Оказалось, именно сюда. На опушке появился знаменосец, а за ним и остальные. Все смеялись и перебрасывались шутками. Страх и тоска у мальчика прошли, будто их и не было. Орел не появлялся довольно долго, но он и не заметил его отсутствия – так быстро пролетело время.
День Леса
На широком хребте, где Горго оставил Тумметота, десять лет назад бушевал лесной пожар.
Погибшие деревья вырубили и вывезли. Там, где выгоревшие участки граничили с непострадавшим лесом, начала появляться новая поросль. Но большая часть плато не оправилась после пожара – черная пустошь, где только обугленные пни в расщелинах скал напоминали, что когда-то здесь был большой и красивый лес. Ни одна травинка, ни одно деревце не могли укорениться на выжженной земле.
Многим это казалось необычным. Как правило, пожарища уже через год-два начинают покрываться растительностью. Но тут был особый случай. Как раз в год пожара стояла необычная засуха, и поэтому выгорели не только деревья, не только все, что росло на скале: вереск, мох, багульник, брусника. Выгорела сама почва. Она была настолько сухой, что плодородный перегной превратился в сухой тонкий порошок. В золу.
С каждым порывом ветра в воздух поднимались черные облачка, а поскольку плато на вершине было открыто всем ветрам, то вскоре там не осталось ни малейшего следа почвы. И за десять лет не появилось ни единой травинки. Многим казалось, что так и останется на веки веков.
И как раз в этом году, в начале лета, перед приходской школой собрались дети. На плечах у них были лопаты и кирки, а в руках узелки с едой. Как только явился последний ученик, вся эта шумная компания двинулась в лес. Перед ними шел знаменосец. Учителя следили, чтобы никто не отставал, а в арьергарде двое лесников помогали лошади тащить повозку, груженную саженцами сосен и вылущенными из шишек семенами елей.
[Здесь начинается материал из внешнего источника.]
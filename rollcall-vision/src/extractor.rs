use std::path::PathBuf;

use anyhow::{Context, Result};
use image::DynamicImage;
use log::warn;
use ort::session::Session;
use parking_lot::Mutex;

use crate::align::align_face;
use crate::detect::{detect_faces, DetectorOptions};
use crate::encode::{encode_face, RECOGNIZER_INPUT_SIZE};
use crate::face::{Detection, Embedding, FaceRecord};
use crate::model;

/// Turns a decoded image into zero or more faces with embeddings.
///
/// Implementations must be deterministic for a fixed model. A valid image
/// with no faces yields an empty vector, never an error. Faces are ordered
/// by detection confidence when the implementation has one.
pub trait FaceExtractor: Send + Sync {
    fn extract_faces(&self, image: &DynamicImage) -> Result<Vec<FaceRecord>>;
}

#[derive(Debug, Clone, PartialEq)]
pub struct ExtractorOptions {
    pub detector_model: PathBuf,
    pub recognizer_model: PathBuf,
    pub detector: DetectorOptions,
    pub normalize_embeddings: bool,
}

/// Full pipeline: detect faces → align → encode, on ONNX Runtime.
pub struct OnnxExtractor {
    detector: Mutex<Session>,
    encoder: Mutex<Session>,
    options: ExtractorOptions,
}

impl OnnxExtractor {
    pub fn new(options: ExtractorOptions) -> Result<Self> {
        Ok(Self {
            detector: Mutex::new(model::detector_session(&options.detector_model)?),
            encoder: Mutex::new(model::recog_session(&options.recognizer_model)?),
            options,
        })
    }
}

impl FaceExtractor for OnnxExtractor {
    fn extract_faces(&self, image: &DynamicImage) -> Result<Vec<FaceRecord>> {
        let detections = {
            let mut detector = self.detector.lock();
            detect_faces(&mut detector, image, self.options.detector)
                .context("detecting faces")?
        };
        if detections.is_empty() {
            return Ok(Vec::new());
        }

        let mut encoder = self.encoder.lock();
        encode_each(detections, |detection| {
            let crop =
                align_face(image, detection, RECOGNIZER_INPUT_SIZE).context("aligning face")?;
            encode_face(&mut encoder, &crop, self.options.normalize_embeddings)
                .context("encoding face")
        })
    }
}

/// Encode every detection, dropping the ones that fail with a warning.
///
/// Only when no detection survives is the first failure returned, so a
/// broken encoder still surfaces as an error rather than as an empty image.
fn encode_each<F>(detections: Vec<Detection>, mut encode: F) -> Result<Vec<FaceRecord>>
where
    F: FnMut(&Detection) -> Result<Embedding>,
{
    let mut faces = Vec::with_capacity(detections.len());
    let mut first_err = None;

    for (idx, detection) in detections.into_iter().enumerate() {
        match encode(&detection) {
            Ok(embedding) => faces.push(FaceRecord {
                embedding,
                detection: Some(detection),
            }),
            Err(e) => {
                warn!("skipping face {} (score {:.2}): {:#}", idx, detection.score, e);
                first_err.get_or_insert(e);
            }
        }
    }

    match first_err {
        Some(e) if faces.is_empty() => Err(e),
        _ => Ok(faces),
    }
}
Торжественная процессия не остановилась ни в одной из тесно окруживших поселок березовых рощ. Дети шли дальше и дальше по извилистым тропам, по которым коров выгоняли на летние пастбища. Лисы удивленно выглядывали из своих нор – таких странных пастухов они в жизни не видели. Шли мимо угольных ям, где по осени жгли древесный кокс. Клесты вертели своими причудливо скрещенными клювами и беспокойно спрашивали друг друга: вы видели когда-нибудь таких маленьких углежогов? Они же ничего не соображают, еще пожар устроят в лесу.
И наконец шествие достигло того самого выгоревшего плато. Скалы и валуны были совершенно голыми, на них не росло ровным счетом ничего. Их не оплетала лоза неприхотливой линнеи, и – что особенно странно – даже зеленые мхи и бледные оленьи лишайники не решались расти на этих камнях. Не видно было ни заячьего щавеля, ни болотной каллы, называемой в народе «змей-трава». И даже на крошечных сохранившихся островках земли в трещинах и углублениях скал не рос ни папоротник, ни седмичник, ни белый копытень – ничего. Все эти изящные, зеленые и красные растения, так украшавшие когда-то подлесок, исчезли.